What to produce:
Check every line of the entries that follow, and copy the ones containing "other".

++++ Provided records

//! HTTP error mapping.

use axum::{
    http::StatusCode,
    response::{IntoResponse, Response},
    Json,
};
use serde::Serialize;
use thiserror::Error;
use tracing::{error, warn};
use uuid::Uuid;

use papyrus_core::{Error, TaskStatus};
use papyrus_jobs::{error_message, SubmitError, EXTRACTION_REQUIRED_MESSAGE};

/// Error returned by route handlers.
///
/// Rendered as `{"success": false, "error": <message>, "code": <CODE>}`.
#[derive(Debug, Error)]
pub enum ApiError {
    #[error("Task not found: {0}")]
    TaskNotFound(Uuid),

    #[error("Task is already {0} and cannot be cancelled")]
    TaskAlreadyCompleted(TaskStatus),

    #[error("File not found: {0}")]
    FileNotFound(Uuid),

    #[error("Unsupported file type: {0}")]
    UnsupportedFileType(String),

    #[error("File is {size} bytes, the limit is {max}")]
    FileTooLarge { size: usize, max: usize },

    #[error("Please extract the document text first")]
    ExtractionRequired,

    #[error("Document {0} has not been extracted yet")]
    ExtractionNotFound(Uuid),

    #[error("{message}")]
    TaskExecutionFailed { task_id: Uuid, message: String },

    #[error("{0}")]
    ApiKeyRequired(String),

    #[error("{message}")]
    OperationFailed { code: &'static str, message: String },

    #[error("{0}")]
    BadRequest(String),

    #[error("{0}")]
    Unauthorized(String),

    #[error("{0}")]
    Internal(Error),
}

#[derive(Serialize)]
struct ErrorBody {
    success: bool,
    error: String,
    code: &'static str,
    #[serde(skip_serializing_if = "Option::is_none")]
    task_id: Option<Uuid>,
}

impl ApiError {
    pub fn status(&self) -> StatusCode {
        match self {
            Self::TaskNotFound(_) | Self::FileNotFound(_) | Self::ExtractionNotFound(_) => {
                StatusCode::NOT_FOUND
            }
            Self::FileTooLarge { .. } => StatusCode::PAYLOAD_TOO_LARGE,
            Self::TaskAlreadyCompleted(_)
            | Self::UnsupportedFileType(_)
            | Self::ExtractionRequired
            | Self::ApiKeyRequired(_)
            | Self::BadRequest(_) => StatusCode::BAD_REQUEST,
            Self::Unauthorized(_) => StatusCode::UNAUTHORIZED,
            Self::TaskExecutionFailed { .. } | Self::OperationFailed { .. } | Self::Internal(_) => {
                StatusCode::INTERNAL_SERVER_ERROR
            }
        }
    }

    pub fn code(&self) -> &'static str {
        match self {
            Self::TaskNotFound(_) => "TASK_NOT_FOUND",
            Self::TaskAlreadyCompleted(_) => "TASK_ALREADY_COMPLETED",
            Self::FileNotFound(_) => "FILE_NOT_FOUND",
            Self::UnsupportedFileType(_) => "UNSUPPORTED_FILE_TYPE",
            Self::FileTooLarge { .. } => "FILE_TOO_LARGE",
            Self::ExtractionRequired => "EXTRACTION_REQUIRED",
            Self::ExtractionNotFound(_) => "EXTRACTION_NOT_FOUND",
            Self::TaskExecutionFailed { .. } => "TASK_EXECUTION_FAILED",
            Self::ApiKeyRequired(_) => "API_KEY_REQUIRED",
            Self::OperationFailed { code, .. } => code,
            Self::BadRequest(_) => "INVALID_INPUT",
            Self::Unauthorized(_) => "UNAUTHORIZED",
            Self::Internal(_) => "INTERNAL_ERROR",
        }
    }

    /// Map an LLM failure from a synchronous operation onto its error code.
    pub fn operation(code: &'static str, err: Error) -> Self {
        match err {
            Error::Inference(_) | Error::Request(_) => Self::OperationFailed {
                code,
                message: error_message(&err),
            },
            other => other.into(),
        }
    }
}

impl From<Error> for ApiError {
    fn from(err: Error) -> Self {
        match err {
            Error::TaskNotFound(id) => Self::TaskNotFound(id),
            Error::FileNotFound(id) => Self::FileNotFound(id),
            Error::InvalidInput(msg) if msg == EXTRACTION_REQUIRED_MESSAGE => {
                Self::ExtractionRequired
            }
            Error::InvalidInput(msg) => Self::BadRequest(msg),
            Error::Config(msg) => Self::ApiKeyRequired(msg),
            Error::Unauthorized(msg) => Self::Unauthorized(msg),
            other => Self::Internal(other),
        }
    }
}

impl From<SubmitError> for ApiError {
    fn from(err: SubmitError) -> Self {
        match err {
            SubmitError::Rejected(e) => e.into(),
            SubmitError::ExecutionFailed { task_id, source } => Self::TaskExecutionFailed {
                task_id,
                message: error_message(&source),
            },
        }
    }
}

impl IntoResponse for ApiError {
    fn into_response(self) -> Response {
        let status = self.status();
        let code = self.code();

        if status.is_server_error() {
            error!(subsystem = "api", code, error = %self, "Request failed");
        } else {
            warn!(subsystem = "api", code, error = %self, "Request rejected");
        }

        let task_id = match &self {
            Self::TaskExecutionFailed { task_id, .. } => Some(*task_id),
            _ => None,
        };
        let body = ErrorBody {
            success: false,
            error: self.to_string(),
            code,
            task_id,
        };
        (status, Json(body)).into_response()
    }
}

++++++++

Output of the task:
            other => other.into(),
            other => Self::Internal(other),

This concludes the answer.